● **The task**
Lines where the string "loop" appears are to be copied from the entries below.

[Collected data]
Content starts

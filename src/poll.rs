use std::future::Future;
use std::time::Duration;

use tokio::task::JoinHandle;
use tokio::time::{self, MissedTickBehavior};
use tracing::debug;

/// Runs a task on a fixed period until stopped or dropped.
///
/// Ticks never overlap: the next one starts only after the previous run has
/// finished, and ticks missed while a run was slow are skipped.
#[derive(Debug)]
pub struct Poller {
    handle: JoinHandle<()>,
}

impl Poller {
    pub fn spawn<F, Fut>(period: Duration, mut task: F) -> Self
    where
        F: FnMut() -> Fut + Send + 'static,
        Fut: Future<Output = ()> + Send + 'static,
    {
        let handle = tokio::spawn(async move {
            let mut interval = time::interval(period);
            interval.set_missed_tick_behavior(MissedTickBehavior::Skip);
            loop {
                interval.tick().await;
                task().await;
            }
        });
        debug!(period_ms = period.as_millis() as u64, "poller started");
        Self { handle }
    }

    /// Stops the loop, cancelling a run that is in progress.
    pub fn stop(self) {
        self.handle.abort();
    }
}

impl Drop for Poller {
    fn drop(&mut self) {
        self.handle.abort();
    }
}

#[cfg(test)]
mod tests {
    use super::*;
    use std::sync::Arc;
    use std::sync::atomic::{AtomicUsize, Ordering};

    #[tokio::test(start_paused = true)]
    async fn slow_runs_never_overlap() {
        let running = Arc::new(AtomicUsize::new(0));
        let peak = Arc::new(AtomicUsize::new(0));
        let runs = Arc::new(AtomicUsize::new(0));

        let poller = {
            let (running, peak, runs) = (running.clone(), peak.clone(), runs.clone());
            Poller::spawn(Duration::from_millis(100), move || {
                let (running, peak, runs) = (running.clone(), peak.clone(), runs.clone());
                async move {
                    let now = running.fetch_add(1, Ordering::SeqCst) + 1;
                    peak.fetch_max(now, Ordering::SeqCst);
                    time::sleep(Duration::from_millis(250)).await;
                    running.fetch_sub(1, Ordering::SeqCst);
                    runs.fetch_add(1, Ordering::SeqCst);
                }
            })
        };

        time::sleep(Duration::from_millis(2_000)).await;
        assert_eq!(peak.load(Ordering::SeqCst), 1);
        assert!(runs.load(Ordering::SeqCst) >= 4);
        poller.stop();
    }

    #[tokio::test(start_paused = true)]
    async fn dropping_the_handle_stops_polling() {
        let runs = Arc::new(AtomicUsize::new(0));
        let poller = {
            let runs = runs.clone();
            Poller::spawn(Duration::from_millis(50), move || {
                let runs = runs.clone();
                async move {
                    runs.fetch_add(1, Ordering::SeqCst);
                }
            })
        };

        time::sleep(Duration::from_millis(175)).await;
        drop(poller);
        tokio::task::yield_now().await;
        let stopped_at = runs.load(Ordering::SeqCst);
        assert!(stopped_at >= 3);

        time::sleep(Duration::from_millis(500)).await;
        assert_eq!(runs.load(Ordering::SeqCst), stopped_at);
    }
}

Content ends

● **Expected answer**
            loop {
    /// Stops the loop, cancelling a run that is in progress.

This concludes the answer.